Девчонки, все как одна, глядят со своих кроватей, как Мирзаевна давит пальцами Галкины распухшие груди, проводит с силой от основания к соску, а Галка стонет, мотая во все стороны головой. Мирзаевна пробует отсосать застывшее молоко ртом — и смачно плюется в крышку от мыльницы. Иногда Галке дают отдохнуть — и Мирзаевне надо отдохнуть. Мирзаевна переваливается через соседнюю койку, на которой, поджав ноги, сидит Лариса Меринова. Сначала Мирзаевна плюхается рядом с Мериновой, потом свешивает ноги на другую сторону — и идет вылить в раковину содержимое крышки от мыльницы. Возвращается, лезет назад, к Галке. Пахнет соленой рыбой. Галка видит сблизи, что Мирзаевна еще совсем не старая. Толстая, вот и кажется старухой. А по лицу ей, может быть, 30 лет — от силы. Это не старость еще — 30 лет.
Отдохнув, Мирзаевна по новой начинает переминать Галкины груди, и у Галки куда-то пропадают мысли.

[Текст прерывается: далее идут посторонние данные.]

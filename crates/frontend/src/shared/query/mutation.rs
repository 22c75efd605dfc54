//! Cache side of a mutation: the optimistic write before the request and
//! the invalidation after it settles.

use std::future::Future;

use contracts::shared::NetworkError;
use serde_json::Value;

use super::cache::QueryCache;

/// Cache operations a mutation needs
pub trait QueryStore {
    fn update_query_data(&self, key: &str, updater: impl FnOnce(Option<Value>) -> Value);
    fn invalidate_queries(&self, key: &str);
}

impl QueryStore for std::cell::RefCell<QueryCache> {
    fn update_query_data(&self, key: &str, updater: impl FnOnce(Option<Value>) -> Value) {
        self.borrow_mut().update_query_data(key, updater);
    }

    fn invalidate_queries(&self, key: &str) {
        self.borrow_mut().invalidate(key);
    }
}

/// Append to a cached list. Anything that is not a list is replaced by an
/// empty list first.
pub fn append_item(previous: Option<Value>, item: Value) -> Value {
    let mut items = match previous {
        Some(Value::Array(items)) => items,
        _ => Vec::new(),
    };
    items.push(item);
    Value::Array(items)
}

pub fn optimistic_append<S: QueryStore>(store: &S, key: &str, item: Value) {
    store.update_query_data(key, move |previous| append_item(previous, item));
}

/// Await `request`, then invalidate `key` whatever the outcome
pub async fn invalidate_on_settle<S, T, Fut>(
    store: &S,
    key: &str,
    request: Fut,
) -> Result<T, NetworkError>
where
    S: QueryStore,
    Fut: Future<Output = Result<T, NetworkError>>,
{
    let result = request.await;
    store.invalidate_queries(key);
    result
}
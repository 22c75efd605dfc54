pub mod dynamic_form;
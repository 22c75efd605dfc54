use serde::{Deserialize, Deserializer, Serialize};

// ============================================================================
// Field names (as the backend spells them)
// ============================================================================

pub const FIELD_ID: &str = "f_pers_young_spec_id";
pub const FIELD_INSERT_DATE: &str = "insert_date";
pub const FIELD_INSERT_USER: &str = "insert_user";
pub const FIELD_ORG_EMPLOYEE: &str = "org_employee";
pub const FIELD_REP_BEG_PERIOD: &str = "rep_beg_period";
pub const FIELD_REP_END_PERIOD: &str = "rep_end_period";
pub const FIELD_UPDATE_DATE: &str = "update_date";
pub const FIELD_UPDATE_USER: &str = "update_user";

// ============================================================================
// Aggregate
// ============================================================================

/// Сведения о молодом специалисте (`f_pers_young_spec`).
///
/// The identifier is assigned by the server. It is left out of the JSON body
/// whenever it is `None`, which is how a create request strips it.
#[derive(Debug, Clone, Default, PartialEq, Eq, Hash, Serialize, Deserialize)]
pub struct YoungSpecRecord {
    #[serde(default, skip_serializing_if = "Option::is_none")]
    pub f_pers_young_spec_id: Option<i64>,

    /// Дата и время добавления записи
    #[serde(default, deserialize_with = "null_as_empty")]
    pub insert_date: String,
    #[serde(default, deserialize_with = "null_as_empty")]
    pub insert_user: String,
    /// ФИО и контактные данные сотрудника организации
    #[serde(default, deserialize_with = "null_as_empty")]
    pub org_employee: String,
    #[serde(default, deserialize_with = "null_as_empty")]
    pub rep_beg_period: String,
    #[serde(default, deserialize_with = "null_as_empty")]
    pub rep_end_period: String,
    #[serde(default, deserialize_with = "null_as_empty")]
    pub update_date: String,
    #[serde(default, deserialize_with = "null_as_empty")]
    pub update_user: String,
}

impl YoungSpecRecord {
    pub fn id(&self) -> Option<i64> {
        self.f_pers_young_spec_id
    }

    /// Copy of the record with the identifier removed (create payload)
    pub fn without_id(&self) -> Self {
        Self {
            f_pers_young_spec_id: None,
            ..self.clone()
        }
    }

    /// Text value of a field by its backend name. The identifier is not a text field.
    pub fn text_field(&self, name: &str) -> Option<&str> {
        let value = match name {
            FIELD_INSERT_DATE => &self.insert_date,
            FIELD_INSERT_USER => &self.insert_user,
            FIELD_ORG_EMPLOYEE => &self.org_employee,
            FIELD_REP_BEG_PERIOD => &self.rep_beg_period,
            FIELD_REP_END_PERIOD => &self.rep_end_period,
            FIELD_UPDATE_DATE => &self.update_date,
            FIELD_UPDATE_USER => &self.update_user,
            _ => return None,
        };
        Some(value.as_str())
    }

    /// Value of any field formatted for display in the grid
    pub fn display_value(&self, name: &str) -> String {
        if name == FIELD_ID {
            return self
                .f_pers_young_spec_id
                .map(|id| id.to_string())
                .unwrap_or_default();
        }
        self.text_field(name).unwrap_or_default().to_string()
    }

    /// Set a text field by its backend name.
    ///
    /// Returns `false` for unknown names and for the identifier, which is read-only.
    pub fn set_field(&mut self, name: &str, value: String) -> bool {
        let slot = match name {
            FIELD_INSERT_DATE => &mut self.insert_date,
            FIELD_INSERT_USER => &mut self.insert_user,
            FIELD_ORG_EMPLOYEE => &mut self.org_employee,
            FIELD_REP_BEG_PERIOD => &mut self.rep_beg_period,
            FIELD_REP_END_PERIOD => &mut self.rep_end_period,
            FIELD_UPDATE_DATE => &mut self.update_date,
            FIELD_UPDATE_USER => &mut self.update_user,
            _ => return false,
        };
        *slot = value;
        true
    }
}

fn null_as_empty<'de, D>(deserializer: D) -> Result<String, D::Error>
where
    D: Deserializer<'de>,
{
    Ok(Option::<String>::deserialize(deserializer)?.unwrap_or_default())
}

#[cfg(test)]
mod tests {
    use super::*;

    fn sample() -> YoungSpecRecord {
        YoungSpecRecord {
            f_pers_young_spec_id: Some(42),
            insert_date: "2024-01-10T09:00:00".into(),
            insert_user: "ivanov".into(),
            org_employee: "Петров П.П., +7 900 000-00-00".into(),
            rep_beg_period: "2024-01-01".into(),
            rep_end_period: "2024-03-31".into(),
            update_date: "2024-01-11".into(),
            update_user: "sidorov".into(),
        }
    }

    #[test]
    fn test_deserialize_with_nulls_and_extra_fields() {
        let json = r#"{
            "f_pers_young_spec_id": 7,
            "insert_date": null,
            "insert_user": "ivanov",
            "org_employee": "x",
            "rep_beg_period": "2024-01-01",
            "update_user": "y",
            "unknown": 1
        }"#;
        let record: YoungSpecRecord = serde_json::from_str(json).unwrap();
        assert_eq!(record.id(), Some(7));
        assert_eq!(record.insert_date, "");
        assert_eq!(record.rep_end_period, "");
        assert_eq!(record.insert_user, "ivanov");
    }

    #[test]
    fn test_create_payload_has_no_identifier() {
        let body = serde_json::to_value(sample().without_id()).unwrap();
        assert!(body.get(FIELD_ID).is_none());
        assert_eq!(body[FIELD_INSERT_USER], "ivanov");
    }

    #[test]
    fn test_update_payload_keeps_identifier() {
        let body = serde_json::to_value(sample()).unwrap();
        assert_eq!(body[FIELD_ID], 42);
    }

    #[test]
    fn test_set_field() {
        let mut record = sample();
        assert!(record.set_field(FIELD_UPDATE_USER, "kuznetsov".into()));
        assert_eq!(record.update_user, "kuznetsov");
        assert!(!record.set_field(FIELD_ID, "1".into()));
        assert!(!record.set_field("missing", "1".into()));
        assert_eq!(record.id(), Some(42));
    }

    #[test]
    fn test_display_value() {
        let record = sample();
        assert_eq!(record.display_value(FIELD_ID), "42");
        assert_eq!(record.display_value(FIELD_REP_BEG_PERIOD), "2024-01-01");
        assert_eq!(YoungSpecRecord::default().display_value(FIELD_ID), "");
    }
}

— Девочки, подойдите ко мне, доносится до нее слабый какой-то жалобный голос Мирзаевны. — Кто-нибудь в этом разбирается? Может, у кого уже вторые дети? Вот, гляньте, это у нее комок или уже не комок? Я ведь не понимаю…
Галка идет по спокойному, белому, штилевому городу. Через полчаса одна знакомая скажет, что Галка никогда еще в своей жизни так плохо не выглядела. Как из концлагеря. Но сейчас к ней клеятся какие-то люди. Похоже, пэтэушники. В кино Галка с ними не идет, хотя у них лишний билет на дневной сеанс. Но договаривается вечером пойти в молодежный центр на дискотеку. Как же она выскочит из больницы — к восьми? Ясно, никак. А приятно.
Оживающая после болезни Галка топчется меховыми сапожками по снегу. Читает объявления. Где что сдается. Нигде ничего не сдается. Висят портреты кандидатов в депутаты. Витя Фокин с плаката мечтательно смотрит мимо Гали Ююкиной, вдаль.
Девушку в прекрасном розовом костюме зовут Настя Сапрыкина. Настин костюм сшит из блестящей, легкой, шелестящей на сквозняке материи, и среди зимы это не выглядит глупо. Что ни наденет Настенька, все-то ей к лицу. Кто угодно признает, что у нее красивое лицо. Нос прямой, губки точеные, глаза большие, само собой, и щечки уж до чего нежные, персикового цвета. Ни у кого в городе такого личика нет, хотя казалось бы — у всех косметика с одной барахолки. Насте Сапрыкиной 35 лет. Но одна их с Галкой общая знакомая, помнится, говорила, что всякий настоящий мужчина должен не раздумывая морду набить каждому, кто осмелится вслух сказать, сколько лет Насте Сапрыкиной. Потому что к Насте никоим образом не относятся все представления об усталости, бледности и ранних морщинах, которые связаны у нас со словами «35 лет». Настя Сапрыкина вне всяких представлений. Она сама по себе.